▸ **Data records**
● ● ● ● ●
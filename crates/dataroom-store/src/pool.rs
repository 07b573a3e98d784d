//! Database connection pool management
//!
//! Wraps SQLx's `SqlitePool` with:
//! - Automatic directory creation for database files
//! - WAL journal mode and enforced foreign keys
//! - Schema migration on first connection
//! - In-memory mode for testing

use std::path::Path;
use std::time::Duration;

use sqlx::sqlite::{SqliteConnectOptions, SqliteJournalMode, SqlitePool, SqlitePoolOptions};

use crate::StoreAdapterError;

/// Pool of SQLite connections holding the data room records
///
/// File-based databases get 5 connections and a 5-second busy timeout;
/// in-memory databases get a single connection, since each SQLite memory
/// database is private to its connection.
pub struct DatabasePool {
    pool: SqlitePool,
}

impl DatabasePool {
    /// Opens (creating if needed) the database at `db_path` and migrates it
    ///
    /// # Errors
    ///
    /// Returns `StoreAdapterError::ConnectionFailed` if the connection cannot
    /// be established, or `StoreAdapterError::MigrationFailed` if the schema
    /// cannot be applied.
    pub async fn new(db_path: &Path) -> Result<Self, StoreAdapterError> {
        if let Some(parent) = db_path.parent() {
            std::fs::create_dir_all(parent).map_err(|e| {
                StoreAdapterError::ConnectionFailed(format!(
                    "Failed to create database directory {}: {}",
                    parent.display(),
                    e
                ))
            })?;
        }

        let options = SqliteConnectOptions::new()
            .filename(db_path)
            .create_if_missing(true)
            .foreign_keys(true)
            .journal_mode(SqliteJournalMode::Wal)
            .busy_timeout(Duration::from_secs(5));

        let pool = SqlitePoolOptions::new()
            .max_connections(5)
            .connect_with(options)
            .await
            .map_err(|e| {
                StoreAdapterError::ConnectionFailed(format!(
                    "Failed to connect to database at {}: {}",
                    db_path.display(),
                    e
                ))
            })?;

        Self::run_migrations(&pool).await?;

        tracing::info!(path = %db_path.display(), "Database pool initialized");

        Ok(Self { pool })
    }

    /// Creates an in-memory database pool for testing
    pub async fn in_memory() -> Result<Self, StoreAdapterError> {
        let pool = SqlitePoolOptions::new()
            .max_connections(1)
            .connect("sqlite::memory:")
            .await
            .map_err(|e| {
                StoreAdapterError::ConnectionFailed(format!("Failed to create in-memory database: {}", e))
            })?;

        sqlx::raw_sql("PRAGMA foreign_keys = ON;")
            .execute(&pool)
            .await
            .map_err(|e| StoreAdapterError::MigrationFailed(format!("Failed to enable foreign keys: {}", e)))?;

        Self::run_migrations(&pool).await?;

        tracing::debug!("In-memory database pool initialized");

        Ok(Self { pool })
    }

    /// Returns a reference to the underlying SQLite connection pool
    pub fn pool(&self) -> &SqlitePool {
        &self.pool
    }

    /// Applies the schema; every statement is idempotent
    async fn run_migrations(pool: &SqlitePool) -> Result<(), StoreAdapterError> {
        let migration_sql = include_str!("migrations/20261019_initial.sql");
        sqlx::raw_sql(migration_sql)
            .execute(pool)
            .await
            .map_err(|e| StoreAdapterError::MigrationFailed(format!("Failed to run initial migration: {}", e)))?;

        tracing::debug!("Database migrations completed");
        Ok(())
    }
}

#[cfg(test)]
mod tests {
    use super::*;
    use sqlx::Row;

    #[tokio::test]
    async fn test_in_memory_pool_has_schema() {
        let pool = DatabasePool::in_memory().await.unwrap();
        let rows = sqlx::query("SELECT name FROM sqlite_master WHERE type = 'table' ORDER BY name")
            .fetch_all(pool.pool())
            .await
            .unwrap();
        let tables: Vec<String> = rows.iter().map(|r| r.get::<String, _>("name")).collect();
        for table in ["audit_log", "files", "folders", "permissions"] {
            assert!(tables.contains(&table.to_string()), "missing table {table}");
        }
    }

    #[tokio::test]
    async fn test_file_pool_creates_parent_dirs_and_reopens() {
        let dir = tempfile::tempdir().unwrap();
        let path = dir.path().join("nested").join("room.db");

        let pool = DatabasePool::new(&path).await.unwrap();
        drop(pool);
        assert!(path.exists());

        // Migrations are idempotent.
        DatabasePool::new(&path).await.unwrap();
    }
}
● ● ● ● ●
▸ **Action item**
In the answer, give the lines from the first line of the data through the line with "if the schema", exactly as they appear and with no additions.

▸ **Reply to the exercise**
filename crates/dataroom-store/src/pool.rs
repository 07b573a3e98d784d
//! Database connection pool management
//!
//! Wraps SQLx's `SqlitePool` with:
//! - Automatic directory creation for database files
//! - WAL journal mode and enforced foreign keys
//! - Schema migration on first connection
//! - In-memory mode for testing

use std::path::Path;
use std::time::Duration;

use sqlx::sqlite::{SqliteConnectOptions, SqliteJournalMode, SqlitePool, SqlitePoolOptions};

use crate::StoreAdapterError;

/// Pool of SQLite connections holding the data room records
///
/// File-based databases get 5 connections and a 5-second busy timeout;
/// in-memory databases get a single connection, since each SQLite memory
/// database is private to its connection.
pub struct DatabasePool {
    pool: SqlitePool,
}

impl DatabasePool {
    /// Opens (creating if needed) the database at `db_path` and migrates it
    ///
    /// # Errors
    ///
    /// Returns `StoreAdapterError::ConnectionFailed` if the connection cannot
    /// be established, or `StoreAdapterError::MigrationFailed` if the schema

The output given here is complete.